ADDISON – As part of an ongoing effort to help students prepare for life beyond high school, Addison Trail High School provides a variety of college visits for students.
“We’ve been doing college visits up to the University of Wisconsin for several years now,” said Addison Trail Principal Adam Cibulka.
The college trips are part of the school’s College and Career Readiness Plan. While the first freshman trip to the Madison school was in 2006, Addison Trail sophomores visited Illinois State University in Normal, Ill. this month for the second year.
Over the course of three days, Sept. 10 to 12, every sophomore student took a tour of the ISU campus. They were all treated like perspective students.
“It gives them a little bit different feel with Wisconsin being such a big school,” Cibulka said about the sophomore trip to ISU’s smaller campus.
The school’s large size was one reason Addison Trail started with college visits there. Because each class at Addison Trail contains about 500 students, tour logistics can be challenging, but an Addison Trail staff connection and the University of Wisconsin’s resources made the trip possible.
“It’s a big tour so not every school has the help on campus to accommodate that level of students,” Cibulka said.
Last year, Addison Trail sophomore Marina Stokes visited the University of Wisconsin-Madison where her sister is a freshman now, and this year she got to compare it to ISU.
“I liked the quad they had,” said Stokes about the ISU campus. “It made it feel more like home.”
Upperclassmen are encouraged to go on college visits of their choice. The idea is to educate students about their opportunities after high school.
Addison Trail’s College and Career Readiness Plan aims to expose high school students to a rigorous curriculum, help them achieve high grades and test scores, and encourage them to get involved in extracurricular activities.
Cibulka explained that the college trips allow students to do more than just explore the campuses. Addison Trail students also learn about the requirements each school has for admission, including ACT scores, grades and school or community involvement.

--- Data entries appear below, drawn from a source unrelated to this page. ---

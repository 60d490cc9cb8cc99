#[macro_use] extern crate rocket;

pub mod api;
pub mod client;
pub mod routes;

use rocket::{ Build, Rocket };
use crate::api::{ Database, DatabaseFactory, MoodService, RatingService, RecipeGateway, RecipeGatewayFactory, ResourceService, ResourceServiceFactory };

/// Wires the services into a Rocket instance serving the cocktail routes.
pub fn build_rocket(resource_service: ResourceService, database: Database, recipe_gateway: RecipeGateway) -> Rocket<Build> {
    let rating_service = RatingService::new(resource_service.clone(), database.clone());
    let mood_service = MoodService::new(resource_service.clone(), database);
    rocket::build()
        .mount("/", routes::routes())
        .register("/", routes::catchers())
        .manage(rating_service)
        .manage(mood_service)
        .manage(recipe_gateway)
        .manage(resource_service)
}

/// Same as `build_rocket`, with every service created from `.env`/environment configuration.
pub fn rocket_from_env() -> Rocket<Build> {
    let resource_service = ResourceServiceFactory::create_or_panic();
    let database = DatabaseFactory::create_or_panic(&resource_service);
    let recipe_gateway = RecipeGatewayFactory::create_or_panic(&resource_service);
    build_rocket(resource_service, database, recipe_gateway)
}
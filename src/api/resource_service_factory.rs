use std::fs;
use hard_xml::XmlRead;
use crate::api::models::resources_xml::ResourcesElement;
use crate::api::config::config_path;
use crate::api::ResourceService;

pub struct ResourceServiceFactory {}

impl ResourceServiceFactory {
    /// Strings come from `STRINGS_XML_FILE_PATH` when set, otherwise the bundled table.
    pub fn create_or_panic() -> ResourceService {
        let strings_xml_file_path = match dotenv::var("STRINGS_XML_FILE_PATH") {
            Ok(strings_xml_file_path) => strings_xml_file_path,
            Err(_) => return ResourceService::bundled()
        };
        let file_path = config_path(&strings_xml_file_path);
        let resource_xml_content = match fs::read_to_string(&file_path) {
            Ok(content) => content,
            Err(error) => panic!("Couldn't read strings file \"{}\": {}", file_path.display(), error)
        };
        match ResourcesElement::from_str(resource_xml_content.trim()) {
            Ok(resource_element) => ResourceService::new(resource_element),
            Err(error) => panic!("Couldn't parse strings file \"{}\": {}", file_path.display(), error)
        }
    }
}
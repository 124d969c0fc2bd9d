//! Yahoo Finance data fetcher
//!
//! Fetches option chains and the treasury-bill yield used as the risk-free
//! rate. Uses Yahoo Finance's unofficial API.
//!
//! Note: This is for educational/research purposes. Yahoo Finance
//! data is delayed ~15 minutes and intended for personal use.

use chrono::DateTime;
use serde::de::DeserializeOwned;
use serde::Deserialize;

use super::sanitize::finite_or_none;
use super::source::{ChainSource, RateSource};
use crate::config::MarketDataConfig;
use crate::core::{ContractRecord, HeatmapError, HeatmapResult, OptionChain};

/// Yahoo Finance API client
///
/// Holds configuration only. The blocking HTTP client is built per fetch so
/// it is created and dropped on the calling (blocking) thread.
#[derive(Debug, Clone, Default)]
pub struct YahooClient {
    config: MarketDataConfig,
}

impl YahooClient {
    pub fn new(config: MarketDataConfig) -> Self {
        Self { config }
    }

    fn http(&self) -> HeatmapResult<reqwest::blocking::Client> {
        Ok(reqwest::blocking::Client::builder()
            .user_agent(&self.config.user_agent)
            .timeout(self.config.timeout())
            .build()?)
    }

    fn get_json<T: DeserializeOwned>(
        &self,
        http: &reqwest::blocking::Client,
        url: &str,
        query: &[(&str, String)],
    ) -> HeatmapResult<T> {
        tracing::debug!("GET {} {:?}", url, query);
        let body = http
            .get(url)
            .query(query)
            .send()?
            .error_for_status()?
            .text()?;

        serde_json::from_str(&body).map_err(|e| {
            HeatmapError::data(format!("Failed to parse response from {}: {}", url, e))
        })
    }

    fn options_url(&self, ticker: &str) -> String {
        format!("{}/options/{}", self.config.quote_base_url, encode_symbol(ticker))
    }

    /// Option chain page for one expiration (or the nearest when `None`)
    fn get_options_page(
        &self,
        http: &reqwest::blocking::Client,
        ticker: &str,
        expiration_ts: Option<i64>,
    ) -> HeatmapResult<YahooOptionChainData> {
        let query: Vec<(&str, String)> = expiration_ts
            .map(|ts| vec![("date", ts.to_string())])
            .unwrap_or_default();

        let url = self.options_url(ticker);
        let response: YahooOptionsResponse = self.get_json(http, &url, &query)?;
        response
            .option_chain
            .result
            .into_iter()
            .next()
            .ok_or_else(|| {
                HeatmapError::not_found(format!("No options data returned for {}", ticker))
            })
    }

    /// Most recent daily close of `symbol`
    pub fn latest_close(&self, symbol: &str) -> HeatmapResult<f64> {
        let http = self.http()?;
        let url = format!("{}/chart/{}", self.config.chart_base_url, encode_symbol(symbol));
        let query = [("range", "5d".to_string()), ("interval", "1d".to_string())];

        let response: YahooChartResponse = self.get_json(&http, &url, &query)?;
        last_close(&response)
            .ok_or_else(|| HeatmapError::data(format!("No closing prices returned for {}", symbol)))
    }
}

impl ChainSource for YahooClient {
    fn fetch_chain(&self, ticker: &str) -> HeatmapResult<OptionChain> {
        let ticker = ticker.trim();
        if ticker.is_empty() {
            return Err(HeatmapError::invalid_argument("ticker must not be empty"));
        }

        let http = self.http()?;
        let first = self.get_options_page(&http, ticker, None)?;
        let underlying = first.quote.regular_market_price.ok_or_else(|| {
            HeatmapError::data(format!("No underlying price returned for {}", ticker))
        })?;

        let mut chain = OptionChain::new(underlying);
        for &ts in &first.expiration_dates {
            let Some(date) = expiration_label(ts) else {
                tracing::warn!("Skipping unreadable expiration timestamp {} for {}", ts, ticker);
                continue;
            };

            match self.get_options_page(&http, ticker, Some(ts)) {
                Ok(page) => add_expiration(&mut chain, date, &page, underlying),
                Err(e) => {
                    tracing::warn!("Failed to get chain for {} {}: {}", ticker, date, e);
                }
            }
        }

        if chain.is_empty() {
            return Err(HeatmapError::not_found(format!("No option data found for {}", ticker)));
        }

        tracing::info!(
            "Fetched {} expirations for {} (underlying {:.2})",
            chain.expirations.len(),
            ticker,
            underlying
        );
        Ok(chain)
    }
}

impl RateSource for YahooClient {
    /// Treasury yields are quoted in percent
    fn risk_free_rate(&self) -> HeatmapResult<f64> {
        let close = self.latest_close(&self.config.rate_symbol)?;
        Ok(close / 100.0)
    }
}

/// `^IRX` must reach Yahoo as `%5EIRX`
fn encode_symbol(symbol: &str) -> String {
    symbol.trim().to_uppercase().replace('^', "%5E")
}

/// Yahoo expirations are midnight-UTC timestamps
fn expiration_label(ts: i64) -> Option<String> {
    DateTime::from_timestamp(ts, 0).map(|dt| dt.date_naive().format("%Y-%m-%d").to_string())
}

fn add_expiration(
    chain: &mut OptionChain,
    date: String,
    page: &YahooOptionChainData,
    underlying: f64,
) {
    let (calls, puts) = match page.options.first() {
        Some(options) => (
            options.calls.iter().filter_map(|o| convert_record(o, underlying)).collect(),
            options.puts.iter().filter_map(|o| convert_record(o, underlying)).collect(),
        ),
        None => (Vec::new(), Vec::new()),
    };

    chain.calls.insert(date.clone(), calls);
    chain.puts.insert(date.clone(), puts);
    chain.expirations.push(date);
}

/// Convert Yahoo option data to our record format
fn convert_record(data: &YahooOptionData, underlying: f64) -> Option<ContractRecord> {
    let strike = data.strike.and_then(finite_or_none)?;

    Some(ContractRecord {
        contract_symbol: data.contract_symbol.clone().unwrap_or_default(),
        strike,
        last_price: data.last_price.and_then(finite_or_none),
        bid: data.bid.and_then(finite_or_none),
        ask: data.ask.and_then(finite_or_none),
        change: data.change.and_then(finite_or_none),
        percent_change: data.percent_change.and_then(finite_or_none),
        volume: data.volume.filter(|v| *v >= 0).map(|v| v as u64),
        open_interest: data.open_interest.filter(|v| *v >= 0).map(|v| v as u64),
        implied_volatility: ContractRecord::format_implied_volatility(data.implied_volatility),
        underlying_price: underlying,
    })
}

fn last_close(response: &YahooChartResponse) -> Option<f64> {
    response
        .chart
        .result
        .as_ref()?
        .first()?
        .indicators
        .quote
        .first()?
        .close
        .iter()
        .rev()
        .find_map(|c| (*c).and_then(finite_or_none))
}

// Yahoo Finance API response structures

#[derive(Debug, Deserialize)]
struct YahooOptionsResponse {
    #[serde(rename = "optionChain")]
    option_chain: YahooOptionChain,
}

#[derive(Debug, Deserialize)]
struct YahooOptionChain {
    result: Vec<YahooOptionChainData>,
}

#[derive(Debug, Deserialize)]
struct YahooOptionChainData {
    #[serde(rename = "expirationDates", default)]
    expiration_dates: Vec<i64>,
    quote: YahooQuoteData,
    #[serde(default)]
    options: Vec<YahooOptions>,
}

#[derive(Debug, Deserialize)]
struct YahooQuoteData {
    #[serde(rename = "regularMarketPrice")]
    regular_market_price: Option<f64>,
}

#[derive(Debug, Deserialize)]
struct YahooOptions {
    #[serde(default)]
    calls: Vec<YahooOptionData>,
    #[serde(default)]
    puts: Vec<YahooOptionData>,
}

#[derive(Debug, Deserialize)]
struct YahooOptionData {
    #[serde(rename = "contractSymbol")]
    contract_symbol: Option<String>,
    strike: Option<f64>,
    #[serde(rename = "lastPrice")]
    last_price: Option<f64>,
    bid: Option<f64>,
    ask: Option<f64>,
    change: Option<f64>,
    #[serde(rename = "percentChange")]
    percent_change: Option<f64>,
    volume: Option<i64>,
    #[serde(rename = "openInterest")]
    open_interest: Option<i64>,
    #[serde(rename = "impliedVolatility")]
    implied_volatility: Option<f64>,
}

#[derive(Debug, Deserialize)]
struct YahooChartResponse {
    chart: YahooChart,
}

#[derive(Debug, Deserialize)]
struct YahooChart {
    result: Option<Vec<YahooChartResult>>,
}

#[derive(Debug, Deserialize)]
struct YahooChartResult {
    indicators: YahooIndicators,
}

#[derive(Debug, Deserialize)]
struct YahooIndicators {
    quote: Vec<YahooChartQuote>,
}

#[derive(Debug, Deserialize)]
struct YahooChartQuote {
    #[serde(default)]
    close: Vec<Option<f64>>,
}

#[cfg(test)]
mod tests {
    use super::*;

    const OPTIONS_PAGE: &str = r#"{
        "optionChain": {
            "result": [{
                "underlyingSymbol": "AAPL",
                "expirationDates": [1797552000, 1799971200],
                "quote": {"regularMarketPrice": 231.42},
                "options": [{
                    "expirationDate": 1797552000,
                    "calls": [
                        {"contractSymbol": "AAPL261218C00230000", "strike": 230.0,
                         "lastPrice": 18.35, "bid": 18.1, "ask": 18.6, "change": -0.4,
                         "percentChange": -2.13, "volume": 412, "openInterest": 10233,
                         "impliedVolatility": 0.2743},
                        {"contractSymbol": "AAPL261218C00400000", "strike": 400.0,
                         "lastPrice": 0.05, "bid": 0.0, "ask": 0.1, "impliedVolatility": 0.0}
                    ],
                    "puts": [
                        {"contractSymbol": "AAPL261218P00230000", "strike": 230.0,
                         "lastPrice": 14.9},
                        {"contractSymbol": "AAPL261218P00000000", "lastPrice": 1.0}
                    ]
                }]
            }]
        }
    }"#;

    #[test]
    fn test_parse_options_page() {
        let response: YahooOptionsResponse = serde_json::from_str(OPTIONS_PAGE).unwrap();
        let page = response.option_chain.result.into_iter().next().unwrap();

        assert_eq!(page.expiration_dates.len(), 2);
        assert_eq!(page.quote.regular_market_price, Some(231.42));

        let mut chain = OptionChain::new(231.42);
        let date = expiration_label(page.expiration_dates[0]).unwrap();
        add_expiration(&mut chain, date.clone(), &page, 231.42);

        assert_eq!(chain.expirations, vec![date.clone()]);
        let calls = &chain.calls[&date];
        assert_eq!(calls.len(), 2);
        assert_eq!(calls[0].implied_volatility, "27.43%");
        assert_eq!(calls[0].volume, Some(412));
        assert_eq!(calls[0].underlying_price, 231.42);
        assert_eq!(calls[1].implied_volatility, "-");
        assert_eq!(calls[1].volume, None);

        // A put without a strike is dropped
        assert_eq!(chain.puts[&date].len(), 1);
        assert_eq!(chain.puts[&date][0].bid, None);
    }

    #[test]
    fn test_expiration_label() {
        assert_eq!(expiration_label(1797552000).as_deref(), Some("2026-12-18"));
    }

    #[test]
    fn test_encode_symbol() {
        assert_eq!(encode_symbol("^irx"), "%5EIRX");
        assert_eq!(encode_symbol(" aapl "), "AAPL");
    }

    #[test]
    fn test_last_close_skips_gaps() {
        let json = r#"{"chart": {"result": [
            {"indicators": {"quote": [{"close": [4.21, 4.19, null]}]}}
        ]}}"#;
        let response: YahooChartResponse = serde_json::from_str(json).unwrap();
        assert_eq!(last_close(&response), Some(4.19));

        let json = r#"{"chart": {"result": null}}"#;
        let response: YahooChartResponse = serde_json::from_str(json).unwrap();
        assert_eq!(last_close(&response), None);
    }

    #[test]
    fn test_empty_ticker_rejected() {
        let client = YahooClient::default();
        assert!(matches!(client.fetch_chain("  "), Err(HeatmapError::InvalidArgument(_))));
    }

    #[test]
    #[ignore] // Requires network
    fn test_fetch_chain() {
        let client = YahooClient::default();
        let chain = client.fetch_chain("SPY").unwrap();

        assert!(chain.underlying_price > 0.0);
        assert!(!chain.expirations.is_empty());
        println!("SPY expirations: {:?}", chain.expirations);
    }

    #[test]
    #[ignore] // Requires network
    fn test_risk_free_rate() {
        let client = YahooClient::default();
        let rate = client.risk_free_rate().unwrap();

        assert!(rate > -0.01 && rate < 0.2);
        println!("Risk-free rate: {}", rate);
    }
}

“I think it’s good to see [colleges] so I do have time to think about different campus and see which one I would like better,” said Stokes who hasn’t yet made a decision on where she would like to attend college.
In addition to college visits, Addison Trail faculty and staff plan other events to get students thinking about life after high school. Many of them occur in September since October is often the month when seniors submit college applications.
“It makes sense to the students that way,” Cibulka said about scheduling college and career events around the same time.
On Tuesday, 200 Addison Trail seniors spent their day visiting colleges in smaller groups or working on applications at school as part of the annual senior college jamboree.
During lunch Wednesday, Addison Trail students had the opportunity to learn about 95 different colleges at a college fair. Twice a year, the high school invites college representatives, and the next fair will be in April.
Thursday, students also had the chance to explore other career paths at a lunch time career fair. Cibulka said a school counselor also works with students interested in manufacturing careers, cosmetology, fire science or other fields that may require different education or training paths than traditional college.
The high school, however, did see a four-percent increase in student acceptance rates to two-year and four-year colleges from 88 percent to 92 percent since last year.
“That constant message of planning for life after Addison Trail is paying dividends,” Cibulka said.